# Provided records:
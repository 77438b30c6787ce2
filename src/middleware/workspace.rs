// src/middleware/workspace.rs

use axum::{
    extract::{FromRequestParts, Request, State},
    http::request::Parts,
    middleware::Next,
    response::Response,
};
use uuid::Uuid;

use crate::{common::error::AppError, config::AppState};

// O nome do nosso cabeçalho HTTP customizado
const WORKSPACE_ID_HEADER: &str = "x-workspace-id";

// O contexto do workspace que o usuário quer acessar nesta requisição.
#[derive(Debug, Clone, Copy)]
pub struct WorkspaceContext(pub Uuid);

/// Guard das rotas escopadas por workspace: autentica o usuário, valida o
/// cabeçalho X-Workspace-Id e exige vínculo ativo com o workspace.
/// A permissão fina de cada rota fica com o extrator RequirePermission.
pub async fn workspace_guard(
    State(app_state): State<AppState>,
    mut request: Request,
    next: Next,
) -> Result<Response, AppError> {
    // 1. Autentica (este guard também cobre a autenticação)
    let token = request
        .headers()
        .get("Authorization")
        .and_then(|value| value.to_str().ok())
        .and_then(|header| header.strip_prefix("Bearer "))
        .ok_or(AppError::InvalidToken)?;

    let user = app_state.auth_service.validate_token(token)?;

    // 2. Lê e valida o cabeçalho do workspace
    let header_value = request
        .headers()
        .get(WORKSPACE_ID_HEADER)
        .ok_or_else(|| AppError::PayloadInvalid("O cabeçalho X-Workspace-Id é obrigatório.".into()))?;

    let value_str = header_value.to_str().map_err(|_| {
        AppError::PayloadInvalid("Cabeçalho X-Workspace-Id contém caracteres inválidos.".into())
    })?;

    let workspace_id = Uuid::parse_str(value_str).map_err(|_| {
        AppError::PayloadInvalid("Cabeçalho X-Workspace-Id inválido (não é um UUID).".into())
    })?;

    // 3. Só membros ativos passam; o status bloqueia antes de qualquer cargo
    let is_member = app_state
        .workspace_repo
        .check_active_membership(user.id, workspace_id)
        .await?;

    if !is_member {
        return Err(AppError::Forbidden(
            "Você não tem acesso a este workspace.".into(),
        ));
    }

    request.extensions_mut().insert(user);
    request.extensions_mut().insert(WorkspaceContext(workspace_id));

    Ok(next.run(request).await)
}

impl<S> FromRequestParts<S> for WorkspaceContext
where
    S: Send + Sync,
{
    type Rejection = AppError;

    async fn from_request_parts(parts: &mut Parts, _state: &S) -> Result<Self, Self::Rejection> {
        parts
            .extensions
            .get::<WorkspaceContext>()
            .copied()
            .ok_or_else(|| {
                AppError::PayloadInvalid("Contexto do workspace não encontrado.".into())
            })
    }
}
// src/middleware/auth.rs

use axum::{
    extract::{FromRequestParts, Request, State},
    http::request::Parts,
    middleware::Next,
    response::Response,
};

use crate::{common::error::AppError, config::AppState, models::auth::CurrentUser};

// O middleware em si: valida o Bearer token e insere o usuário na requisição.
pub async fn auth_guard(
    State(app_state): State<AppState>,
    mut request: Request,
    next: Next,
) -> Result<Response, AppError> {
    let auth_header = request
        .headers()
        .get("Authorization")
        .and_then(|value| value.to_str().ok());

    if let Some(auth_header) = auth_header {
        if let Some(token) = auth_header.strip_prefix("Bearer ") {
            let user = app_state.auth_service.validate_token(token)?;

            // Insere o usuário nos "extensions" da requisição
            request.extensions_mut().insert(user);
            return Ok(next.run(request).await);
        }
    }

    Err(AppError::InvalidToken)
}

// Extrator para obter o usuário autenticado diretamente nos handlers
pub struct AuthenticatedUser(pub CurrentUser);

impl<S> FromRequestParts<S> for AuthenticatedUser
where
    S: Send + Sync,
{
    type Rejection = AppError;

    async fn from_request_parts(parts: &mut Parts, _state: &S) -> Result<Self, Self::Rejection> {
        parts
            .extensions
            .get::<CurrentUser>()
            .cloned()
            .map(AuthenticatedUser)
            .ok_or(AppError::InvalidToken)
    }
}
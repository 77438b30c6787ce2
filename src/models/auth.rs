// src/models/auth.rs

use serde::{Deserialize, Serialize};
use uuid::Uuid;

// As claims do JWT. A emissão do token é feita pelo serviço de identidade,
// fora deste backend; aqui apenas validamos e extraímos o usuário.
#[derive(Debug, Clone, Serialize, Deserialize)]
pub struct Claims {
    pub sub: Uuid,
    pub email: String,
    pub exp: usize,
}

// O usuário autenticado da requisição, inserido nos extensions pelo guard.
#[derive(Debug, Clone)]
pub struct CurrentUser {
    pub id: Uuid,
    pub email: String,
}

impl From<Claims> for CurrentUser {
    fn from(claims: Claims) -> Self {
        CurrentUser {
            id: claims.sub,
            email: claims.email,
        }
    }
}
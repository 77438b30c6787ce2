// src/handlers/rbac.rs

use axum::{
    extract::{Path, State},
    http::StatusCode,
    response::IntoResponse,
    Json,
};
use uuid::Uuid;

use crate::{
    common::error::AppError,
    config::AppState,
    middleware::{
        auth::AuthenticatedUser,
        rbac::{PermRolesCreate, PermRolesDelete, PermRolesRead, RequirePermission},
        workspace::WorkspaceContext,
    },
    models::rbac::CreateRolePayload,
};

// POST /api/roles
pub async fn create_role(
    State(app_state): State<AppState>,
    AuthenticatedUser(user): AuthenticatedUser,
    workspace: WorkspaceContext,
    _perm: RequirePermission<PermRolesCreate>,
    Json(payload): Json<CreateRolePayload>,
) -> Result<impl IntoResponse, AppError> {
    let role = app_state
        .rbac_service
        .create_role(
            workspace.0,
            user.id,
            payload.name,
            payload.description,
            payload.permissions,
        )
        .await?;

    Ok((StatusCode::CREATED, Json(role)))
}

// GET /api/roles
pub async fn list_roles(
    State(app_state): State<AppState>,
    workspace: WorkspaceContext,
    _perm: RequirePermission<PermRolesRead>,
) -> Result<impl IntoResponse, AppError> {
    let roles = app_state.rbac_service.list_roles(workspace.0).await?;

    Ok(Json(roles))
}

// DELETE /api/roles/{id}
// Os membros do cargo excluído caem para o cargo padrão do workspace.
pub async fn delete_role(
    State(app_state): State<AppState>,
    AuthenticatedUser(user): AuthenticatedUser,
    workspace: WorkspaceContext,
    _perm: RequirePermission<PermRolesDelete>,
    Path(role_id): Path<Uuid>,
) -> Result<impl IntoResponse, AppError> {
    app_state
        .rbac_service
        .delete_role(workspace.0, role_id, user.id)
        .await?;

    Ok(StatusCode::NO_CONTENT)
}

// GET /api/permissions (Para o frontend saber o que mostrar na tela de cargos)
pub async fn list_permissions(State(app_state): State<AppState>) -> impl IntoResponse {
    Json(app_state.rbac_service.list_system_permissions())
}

# Directions:
The data above is to be returned exactly, with nothing altered.

# Exercise result:
repository 77438b30c6787ce2
filename src/middleware/workspace.rs
// src/middleware/workspace.rs

use axum::{
    extract::{FromRequestParts, Request, State},
    http::request::Parts,
    middleware::Next,
    response::Response,
};
use uuid::Uuid;

use crate::{common::error::AppError, config::AppState};

// O nome do nosso cabeçalho HTTP customizado
const WORKSPACE_ID_HEADER: &str = "x-workspace-id";

// O contexto do workspace que o usuário quer acessar nesta requisição.
#[derive(Debug, Clone, Copy)]
pub struct WorkspaceContext(pub Uuid);

/// Guard das rotas escopadas por workspace: autentica o usuário, valida o
/// cabeçalho X-Workspace-Id e exige vínculo ativo com o workspace.
/// A permissão fina de cada rota fica com o extrator RequirePermission.
pub async fn workspace_guard(
    State(app_state): State<AppState>,
    mut request: Request,
    next: Next,
) -> Result<Response, AppError> {
    // 1. Autentica (este guard também cobre a autenticação)
    let token = request
        .headers()
        .get("Authorization")
        .and_then(|value| value.to_str().ok())
        .and_then(|header| header.strip_prefix("Bearer "))
        .ok_or(AppError::InvalidToken)?;

    let user = app_state.auth_service.validate_token(token)?;

    // 2. Lê e valida o cabeçalho do workspace
    let header_value = request
        .headers()
        .get(WORKSPACE_ID_HEADER)
        .ok_or_else(|| AppError::PayloadInvalid("O cabeçalho X-Workspace-Id é obrigatório.".into()))?;

    let value_str = header_value.to_str().map_err(|_| {
        AppError::PayloadInvalid("Cabeçalho X-Workspace-Id contém caracteres inválidos.".into())
    })?;

    let workspace_id = Uuid::parse_str(value_str).map_err(|_| {
        AppError::PayloadInvalid("Cabeçalho X-Workspace-Id inválido (não é um UUID).".into())
    })?;

    // 3. Só membros ativos passam; o status bloqueia antes de qualquer cargo
    let is_member = app_state
        .workspace_repo
        .check_active_membership(user.id, workspace_id)
        .await?;

    if !is_member {
        return Err(AppError::Forbidden(
            "Você não tem acesso a este workspace.".into(),
        ));
    }

    request.extensions_mut().insert(user);
    request.extensions_mut().insert(WorkspaceContext(workspace_id));

    Ok(next.run(request).await)
}

impl<S> FromRequestParts<S> for WorkspaceContext
where
    S: Send + Sync,
{
    type Rejection = AppError;

    async fn from_request_parts(parts: &mut Parts, _state: &S) -> Result<Self, Self::Rejection> {
        parts
            .extensions
            .get::<WorkspaceContext>()
            .copied()
            .ok_or_else(|| {
                AppError::PayloadInvalid("Contexto do workspace não encontrado.".into())
            })
    }
}
// src/middleware/auth.rs

use axum::{
    extract::{FromRequestParts, Request, State},
    http::request::Parts,
    middleware::Next,
    response::Response,
};

use crate::{common::error::AppError, config::AppState, models::auth::CurrentUser};

// O middleware em si: valida o Bearer token e insere o usuário na requisição.
pub async fn auth_guard(
    State(app_state): State<AppState>,
    mut request: Request,
    next: Next,
) -> Result<Response, AppError> {
    let auth_header = request
        .headers()
        .get("Authorization")
        .and_then(|value| value.to_str().ok());

    if let Some(auth_header) = auth_header {
        if let Some(token) = auth_header.strip_prefix("Bearer ") {
            let user = app_state.auth_service.validate_token(token)?;

            // Insere o usuário nos "extensions" da requisição
            request.extensions_mut().insert(user);
            return Ok(next.run(request).await);
        }
    }

    Err(AppError::InvalidToken)
}

// Extrator para obter o usuário autenticado diretamente nos handlers
pub struct AuthenticatedUser(pub CurrentUser);

impl<S> FromRequestParts<S> for AuthenticatedUser
where
    S: Send + Sync,
{
    type Rejection = AppError;

    async fn from_request_parts(parts: &mut Parts, _state: &S) -> Result<Self, Self::Rejection> {
        parts
            .extensions
            .get::<CurrentUser>()
            .cloned()
            .map(AuthenticatedUser)
            .ok_or(AppError::InvalidToken)
    }
}
repository 77438b30c6787ce2
filename src/models/auth.rs
// src/models/auth.rs

use serde::{Deserialize, Serialize};
use uuid::Uuid;

// As claims do JWT. A emissão do token é feita pelo serviço de identidade,
// fora deste backend; aqui apenas validamos e extraímos o usuário.
#[derive(Debug, Clone, Serialize, Deserialize)]
pub struct Claims {
    pub sub: Uuid,
    pub email: String,
    pub exp: usize,
}

// O usuário autenticado da requisição, inserido nos extensions pelo guard.
#[derive(Debug, Clone)]
pub struct CurrentUser {
    pub id: Uuid,
    pub email: String,
}

impl From<Claims> for CurrentUser {
    fn from(claims: Claims) -> Self {
        CurrentUser {
            id: claims.sub,
            email: claims.email,
        }
    }
}
repository 77438b30c6787ce2
// src/handlers/rbac.rs

use axum::{
    extract::{Path, State},
    http::StatusCode,
    response::IntoResponse,
    Json,
};
use uuid::Uuid;

use crate::{
    common::error::AppError,
    config::AppState,
    middleware::{
        auth::AuthenticatedUser,
        rbac::{PermRolesCreate, PermRolesDelete, PermRolesRead, RequirePermission},
        workspace::WorkspaceContext,
    },
    models::rbac::CreateRolePayload,
};

// POST /api/roles
pub async fn create_role(
    State(app_state): State<AppState>,
    AuthenticatedUser(user): AuthenticatedUser,
    workspace: WorkspaceContext,
    _perm: RequirePermission<PermRolesCreate>,
    Json(payload): Json<CreateRolePayload>,
) -> Result<impl IntoResponse, AppError> {
    let role = app_state
        .rbac_service
        .create_role(
            workspace.0,
            user.id,
            payload.name,
            payload.description,
            payload.permissions,
        )
        .await?;

    Ok((StatusCode::CREATED, Json(role)))
}

// GET /api/roles
pub async fn list_roles(
    State(app_state): State<AppState>,
    workspace: WorkspaceContext,
    _perm: RequirePermission<PermRolesRead>,
) -> Result<impl IntoResponse, AppError> {
    let roles = app_state.rbac_service.list_roles(workspace.0).await?;

    Ok(Json(roles))
}

// DELETE /api/roles/{id}
// Os membros do cargo excluído caem para o cargo padrão do workspace.
pub async fn delete_role(
    State(app_state): State<AppState>,
    AuthenticatedUser(user): AuthenticatedUser,
    workspace: WorkspaceContext,
    _perm: RequirePermission<PermRolesDelete>,
    Path(role_id): Path<Uuid>,
) -> Result<impl IntoResponse, AppError> {
    app_state
        .rbac_service
        .delete_role(workspace.0, role_id, user.id)
        .await?;

    Ok(StatusCode::NO_CONTENT)
}

// GET /api/permissions (Para o frontend saber o que mostrar na tela de cargos)
pub async fn list_permissions(State(app_state): State<AppState>) -> impl IntoResponse {
    Json(app_state.rbac_service.list_system_permissions())
}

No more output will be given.